• **What the task requires**: Note each line of the entries that includes "configured". Then copy those lines.

Stored data

· · · ·

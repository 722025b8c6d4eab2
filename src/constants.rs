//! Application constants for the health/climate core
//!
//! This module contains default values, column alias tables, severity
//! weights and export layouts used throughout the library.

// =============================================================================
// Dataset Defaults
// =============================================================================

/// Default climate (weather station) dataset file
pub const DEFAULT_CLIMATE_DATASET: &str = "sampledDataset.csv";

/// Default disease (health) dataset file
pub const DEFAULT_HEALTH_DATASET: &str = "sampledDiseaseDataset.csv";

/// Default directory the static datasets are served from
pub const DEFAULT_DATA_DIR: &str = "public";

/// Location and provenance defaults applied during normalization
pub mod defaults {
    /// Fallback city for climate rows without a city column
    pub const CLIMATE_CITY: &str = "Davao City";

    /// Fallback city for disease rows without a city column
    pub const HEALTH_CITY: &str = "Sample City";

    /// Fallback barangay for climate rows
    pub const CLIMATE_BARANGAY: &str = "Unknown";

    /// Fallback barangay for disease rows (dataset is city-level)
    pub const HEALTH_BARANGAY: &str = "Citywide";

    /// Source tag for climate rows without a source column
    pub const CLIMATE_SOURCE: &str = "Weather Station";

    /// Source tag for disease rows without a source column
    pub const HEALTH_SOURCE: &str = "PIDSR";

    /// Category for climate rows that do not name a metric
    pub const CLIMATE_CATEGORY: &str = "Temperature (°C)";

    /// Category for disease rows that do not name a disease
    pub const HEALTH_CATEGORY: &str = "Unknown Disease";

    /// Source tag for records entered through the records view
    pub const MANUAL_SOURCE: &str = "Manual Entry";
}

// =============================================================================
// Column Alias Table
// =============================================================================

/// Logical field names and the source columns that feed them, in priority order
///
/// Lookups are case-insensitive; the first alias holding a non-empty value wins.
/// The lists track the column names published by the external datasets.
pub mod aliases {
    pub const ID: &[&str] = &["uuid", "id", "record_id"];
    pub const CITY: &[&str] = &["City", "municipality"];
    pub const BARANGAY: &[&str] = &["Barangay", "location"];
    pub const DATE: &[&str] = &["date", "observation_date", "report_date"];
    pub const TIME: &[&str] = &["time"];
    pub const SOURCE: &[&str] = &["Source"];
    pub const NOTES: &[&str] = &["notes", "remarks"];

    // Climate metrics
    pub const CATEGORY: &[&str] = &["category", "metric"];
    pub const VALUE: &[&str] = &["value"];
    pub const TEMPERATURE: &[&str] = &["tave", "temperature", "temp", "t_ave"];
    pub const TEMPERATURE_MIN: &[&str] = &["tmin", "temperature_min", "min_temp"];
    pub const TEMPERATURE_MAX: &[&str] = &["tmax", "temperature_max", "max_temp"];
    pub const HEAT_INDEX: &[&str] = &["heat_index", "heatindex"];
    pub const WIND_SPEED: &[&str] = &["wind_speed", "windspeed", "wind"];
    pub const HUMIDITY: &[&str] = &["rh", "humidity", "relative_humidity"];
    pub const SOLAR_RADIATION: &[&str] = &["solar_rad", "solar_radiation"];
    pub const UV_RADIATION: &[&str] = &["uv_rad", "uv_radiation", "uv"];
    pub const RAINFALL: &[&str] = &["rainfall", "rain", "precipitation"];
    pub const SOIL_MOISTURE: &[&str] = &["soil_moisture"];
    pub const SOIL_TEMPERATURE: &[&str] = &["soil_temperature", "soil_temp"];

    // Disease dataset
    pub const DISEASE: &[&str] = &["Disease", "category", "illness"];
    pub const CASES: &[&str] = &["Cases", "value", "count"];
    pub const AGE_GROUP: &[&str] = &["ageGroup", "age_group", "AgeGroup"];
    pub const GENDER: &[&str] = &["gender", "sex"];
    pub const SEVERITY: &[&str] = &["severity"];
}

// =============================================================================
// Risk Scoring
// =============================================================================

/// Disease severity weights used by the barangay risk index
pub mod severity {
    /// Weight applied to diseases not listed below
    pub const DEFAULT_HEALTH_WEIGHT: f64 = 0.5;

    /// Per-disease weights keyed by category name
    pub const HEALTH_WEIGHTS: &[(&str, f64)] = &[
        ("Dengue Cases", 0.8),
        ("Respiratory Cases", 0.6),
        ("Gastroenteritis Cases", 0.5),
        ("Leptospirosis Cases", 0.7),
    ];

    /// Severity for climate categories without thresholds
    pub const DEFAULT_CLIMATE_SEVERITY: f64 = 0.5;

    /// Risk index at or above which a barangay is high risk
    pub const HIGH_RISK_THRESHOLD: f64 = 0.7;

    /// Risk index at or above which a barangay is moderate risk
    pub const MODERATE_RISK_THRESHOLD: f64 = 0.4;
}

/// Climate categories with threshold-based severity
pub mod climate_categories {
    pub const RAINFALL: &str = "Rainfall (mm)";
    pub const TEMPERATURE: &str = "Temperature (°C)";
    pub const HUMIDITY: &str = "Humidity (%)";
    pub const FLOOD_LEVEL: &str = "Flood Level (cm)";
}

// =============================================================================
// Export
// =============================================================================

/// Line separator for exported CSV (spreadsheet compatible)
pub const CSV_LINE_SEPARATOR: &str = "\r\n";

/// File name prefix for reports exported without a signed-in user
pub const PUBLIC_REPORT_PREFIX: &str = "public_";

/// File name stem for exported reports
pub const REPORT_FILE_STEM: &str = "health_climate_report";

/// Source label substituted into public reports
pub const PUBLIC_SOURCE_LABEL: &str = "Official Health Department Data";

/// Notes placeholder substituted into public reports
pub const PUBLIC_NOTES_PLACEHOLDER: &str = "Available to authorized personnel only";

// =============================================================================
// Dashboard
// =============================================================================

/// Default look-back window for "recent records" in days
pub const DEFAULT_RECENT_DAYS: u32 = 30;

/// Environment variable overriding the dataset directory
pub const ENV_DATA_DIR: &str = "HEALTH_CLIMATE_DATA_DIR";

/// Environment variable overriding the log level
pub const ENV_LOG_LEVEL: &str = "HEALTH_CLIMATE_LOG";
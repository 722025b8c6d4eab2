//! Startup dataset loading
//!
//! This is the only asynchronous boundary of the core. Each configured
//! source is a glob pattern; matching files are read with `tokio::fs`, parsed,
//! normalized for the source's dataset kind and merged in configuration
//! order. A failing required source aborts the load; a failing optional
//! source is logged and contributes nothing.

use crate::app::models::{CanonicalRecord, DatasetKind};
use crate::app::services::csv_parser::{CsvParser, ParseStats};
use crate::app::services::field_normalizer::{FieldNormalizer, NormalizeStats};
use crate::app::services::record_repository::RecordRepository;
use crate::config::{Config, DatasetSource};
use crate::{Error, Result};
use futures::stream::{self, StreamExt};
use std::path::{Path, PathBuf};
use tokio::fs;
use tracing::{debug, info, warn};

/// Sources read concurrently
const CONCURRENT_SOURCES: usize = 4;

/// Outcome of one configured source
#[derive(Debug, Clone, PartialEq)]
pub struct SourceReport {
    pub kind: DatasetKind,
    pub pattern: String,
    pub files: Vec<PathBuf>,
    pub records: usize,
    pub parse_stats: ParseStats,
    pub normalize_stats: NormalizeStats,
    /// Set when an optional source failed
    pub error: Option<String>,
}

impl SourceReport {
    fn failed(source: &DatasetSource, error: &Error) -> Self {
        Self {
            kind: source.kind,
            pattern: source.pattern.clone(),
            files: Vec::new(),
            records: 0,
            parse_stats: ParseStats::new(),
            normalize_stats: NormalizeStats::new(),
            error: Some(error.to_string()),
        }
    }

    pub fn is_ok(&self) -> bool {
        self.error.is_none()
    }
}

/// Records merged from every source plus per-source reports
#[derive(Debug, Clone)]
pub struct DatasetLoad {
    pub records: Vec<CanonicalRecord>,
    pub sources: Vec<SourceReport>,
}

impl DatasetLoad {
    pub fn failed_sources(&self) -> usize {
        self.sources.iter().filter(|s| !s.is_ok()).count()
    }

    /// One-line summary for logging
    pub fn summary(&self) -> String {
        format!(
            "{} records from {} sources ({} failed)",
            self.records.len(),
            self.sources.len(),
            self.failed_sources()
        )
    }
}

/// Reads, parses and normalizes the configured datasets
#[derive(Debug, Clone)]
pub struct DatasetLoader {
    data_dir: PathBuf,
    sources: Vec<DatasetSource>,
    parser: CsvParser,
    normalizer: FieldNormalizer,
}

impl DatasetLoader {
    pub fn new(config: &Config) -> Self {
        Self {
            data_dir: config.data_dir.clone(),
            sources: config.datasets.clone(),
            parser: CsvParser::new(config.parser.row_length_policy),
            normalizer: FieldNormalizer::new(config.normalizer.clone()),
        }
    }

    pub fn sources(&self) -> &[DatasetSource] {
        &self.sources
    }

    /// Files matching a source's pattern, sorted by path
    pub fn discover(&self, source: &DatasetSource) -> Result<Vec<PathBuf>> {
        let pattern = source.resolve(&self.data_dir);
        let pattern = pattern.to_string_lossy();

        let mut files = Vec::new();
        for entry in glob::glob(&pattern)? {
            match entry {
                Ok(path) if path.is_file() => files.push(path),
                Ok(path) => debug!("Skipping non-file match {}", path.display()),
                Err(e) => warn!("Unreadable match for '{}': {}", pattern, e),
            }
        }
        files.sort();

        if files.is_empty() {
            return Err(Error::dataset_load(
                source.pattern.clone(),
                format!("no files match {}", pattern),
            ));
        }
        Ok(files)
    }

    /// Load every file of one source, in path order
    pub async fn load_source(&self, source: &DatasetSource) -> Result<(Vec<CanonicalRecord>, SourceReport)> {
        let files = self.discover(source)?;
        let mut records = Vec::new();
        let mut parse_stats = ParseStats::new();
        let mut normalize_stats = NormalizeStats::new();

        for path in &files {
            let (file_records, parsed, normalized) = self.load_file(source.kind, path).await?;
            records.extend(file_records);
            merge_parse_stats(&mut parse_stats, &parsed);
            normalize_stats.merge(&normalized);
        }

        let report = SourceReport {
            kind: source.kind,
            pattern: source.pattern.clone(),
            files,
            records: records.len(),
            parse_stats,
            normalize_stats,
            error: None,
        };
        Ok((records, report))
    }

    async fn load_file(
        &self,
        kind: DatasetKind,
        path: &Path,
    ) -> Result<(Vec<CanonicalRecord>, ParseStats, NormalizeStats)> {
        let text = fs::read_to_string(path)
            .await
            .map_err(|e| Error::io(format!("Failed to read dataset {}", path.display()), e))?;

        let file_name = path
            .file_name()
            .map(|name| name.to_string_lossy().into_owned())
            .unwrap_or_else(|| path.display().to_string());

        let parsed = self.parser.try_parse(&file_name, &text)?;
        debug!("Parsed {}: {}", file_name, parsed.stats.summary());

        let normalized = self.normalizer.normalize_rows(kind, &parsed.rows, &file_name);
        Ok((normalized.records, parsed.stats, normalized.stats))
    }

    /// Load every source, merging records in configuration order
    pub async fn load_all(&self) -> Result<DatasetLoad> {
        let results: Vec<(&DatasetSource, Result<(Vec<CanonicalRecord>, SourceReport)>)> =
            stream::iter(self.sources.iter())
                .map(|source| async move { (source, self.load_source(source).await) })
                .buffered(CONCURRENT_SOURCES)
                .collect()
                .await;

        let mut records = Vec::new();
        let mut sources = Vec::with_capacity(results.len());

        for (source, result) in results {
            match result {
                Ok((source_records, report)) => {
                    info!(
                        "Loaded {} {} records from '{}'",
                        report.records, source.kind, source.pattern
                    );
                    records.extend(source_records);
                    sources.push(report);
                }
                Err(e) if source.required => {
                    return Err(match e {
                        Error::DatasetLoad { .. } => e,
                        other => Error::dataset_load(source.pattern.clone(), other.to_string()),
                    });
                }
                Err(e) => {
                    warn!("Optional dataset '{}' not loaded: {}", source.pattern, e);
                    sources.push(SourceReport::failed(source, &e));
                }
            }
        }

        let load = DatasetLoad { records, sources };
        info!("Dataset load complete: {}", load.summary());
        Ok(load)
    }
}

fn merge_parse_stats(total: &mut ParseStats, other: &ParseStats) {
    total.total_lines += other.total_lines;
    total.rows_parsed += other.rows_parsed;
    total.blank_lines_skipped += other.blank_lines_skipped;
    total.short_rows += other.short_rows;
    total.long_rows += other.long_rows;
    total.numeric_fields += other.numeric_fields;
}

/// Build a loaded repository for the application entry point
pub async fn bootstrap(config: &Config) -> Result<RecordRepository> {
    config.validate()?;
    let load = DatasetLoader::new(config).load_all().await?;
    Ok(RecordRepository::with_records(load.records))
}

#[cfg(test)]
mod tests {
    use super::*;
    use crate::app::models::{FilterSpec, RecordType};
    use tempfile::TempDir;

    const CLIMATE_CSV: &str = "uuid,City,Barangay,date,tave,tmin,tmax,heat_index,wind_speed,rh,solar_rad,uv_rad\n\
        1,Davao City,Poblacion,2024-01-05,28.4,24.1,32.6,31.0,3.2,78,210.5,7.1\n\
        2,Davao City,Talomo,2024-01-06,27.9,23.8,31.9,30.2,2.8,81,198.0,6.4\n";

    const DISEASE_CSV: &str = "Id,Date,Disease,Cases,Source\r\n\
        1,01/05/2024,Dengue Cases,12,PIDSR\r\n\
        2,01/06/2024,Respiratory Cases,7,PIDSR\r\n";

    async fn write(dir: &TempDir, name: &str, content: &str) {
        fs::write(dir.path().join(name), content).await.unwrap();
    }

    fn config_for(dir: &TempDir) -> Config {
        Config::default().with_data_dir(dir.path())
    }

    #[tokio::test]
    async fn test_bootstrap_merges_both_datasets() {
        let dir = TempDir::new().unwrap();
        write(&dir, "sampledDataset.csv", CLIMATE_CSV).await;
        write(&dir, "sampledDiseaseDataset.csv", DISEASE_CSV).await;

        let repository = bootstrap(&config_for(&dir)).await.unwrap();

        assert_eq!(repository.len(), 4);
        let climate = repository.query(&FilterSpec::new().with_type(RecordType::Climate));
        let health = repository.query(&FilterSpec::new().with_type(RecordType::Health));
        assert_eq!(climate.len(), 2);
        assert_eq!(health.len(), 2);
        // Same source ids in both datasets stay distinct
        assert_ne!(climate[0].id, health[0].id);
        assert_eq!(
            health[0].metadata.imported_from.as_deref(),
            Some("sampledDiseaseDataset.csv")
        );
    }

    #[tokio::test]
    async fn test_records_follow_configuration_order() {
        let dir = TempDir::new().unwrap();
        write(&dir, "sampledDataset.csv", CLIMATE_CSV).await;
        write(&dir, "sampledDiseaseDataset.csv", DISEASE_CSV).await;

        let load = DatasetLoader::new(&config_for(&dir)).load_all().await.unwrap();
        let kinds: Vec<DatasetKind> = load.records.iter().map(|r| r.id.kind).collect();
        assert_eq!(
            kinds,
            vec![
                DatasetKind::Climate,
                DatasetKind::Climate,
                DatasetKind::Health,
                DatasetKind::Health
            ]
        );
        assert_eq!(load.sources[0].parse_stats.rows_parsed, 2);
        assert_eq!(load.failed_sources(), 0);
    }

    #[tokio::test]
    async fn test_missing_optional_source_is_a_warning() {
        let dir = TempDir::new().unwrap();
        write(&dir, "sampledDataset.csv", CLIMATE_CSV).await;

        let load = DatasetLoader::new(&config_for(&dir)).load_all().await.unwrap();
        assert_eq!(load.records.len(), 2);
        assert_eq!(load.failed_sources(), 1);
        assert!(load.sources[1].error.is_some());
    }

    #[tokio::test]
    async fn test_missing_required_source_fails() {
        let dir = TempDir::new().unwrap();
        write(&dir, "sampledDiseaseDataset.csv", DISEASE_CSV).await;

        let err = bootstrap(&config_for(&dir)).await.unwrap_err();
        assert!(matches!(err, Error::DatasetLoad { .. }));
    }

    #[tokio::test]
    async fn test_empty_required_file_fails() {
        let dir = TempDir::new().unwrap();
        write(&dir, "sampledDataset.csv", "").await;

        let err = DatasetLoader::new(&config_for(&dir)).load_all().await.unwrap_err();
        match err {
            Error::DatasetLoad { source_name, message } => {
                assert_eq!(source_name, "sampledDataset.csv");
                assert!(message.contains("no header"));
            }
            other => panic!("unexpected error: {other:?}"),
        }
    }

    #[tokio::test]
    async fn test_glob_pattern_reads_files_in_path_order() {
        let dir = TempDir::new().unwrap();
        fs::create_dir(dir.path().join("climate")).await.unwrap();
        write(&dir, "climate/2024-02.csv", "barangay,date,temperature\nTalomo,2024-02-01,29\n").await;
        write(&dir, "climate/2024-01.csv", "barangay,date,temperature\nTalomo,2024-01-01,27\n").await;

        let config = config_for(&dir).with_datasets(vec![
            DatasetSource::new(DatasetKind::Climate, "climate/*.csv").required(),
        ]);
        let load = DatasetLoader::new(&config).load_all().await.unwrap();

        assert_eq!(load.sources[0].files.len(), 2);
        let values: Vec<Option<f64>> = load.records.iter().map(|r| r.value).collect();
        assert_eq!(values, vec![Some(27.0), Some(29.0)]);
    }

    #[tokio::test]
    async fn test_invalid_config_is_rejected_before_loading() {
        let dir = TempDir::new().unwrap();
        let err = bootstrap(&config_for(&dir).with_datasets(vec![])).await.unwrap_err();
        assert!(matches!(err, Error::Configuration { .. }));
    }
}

· · · ·

• **Finished task**:
//! This is the only asynchronous boundary of the core. Each configured
/// Outcome of one configured source
/// Reads, parses and normalizes the configured datasets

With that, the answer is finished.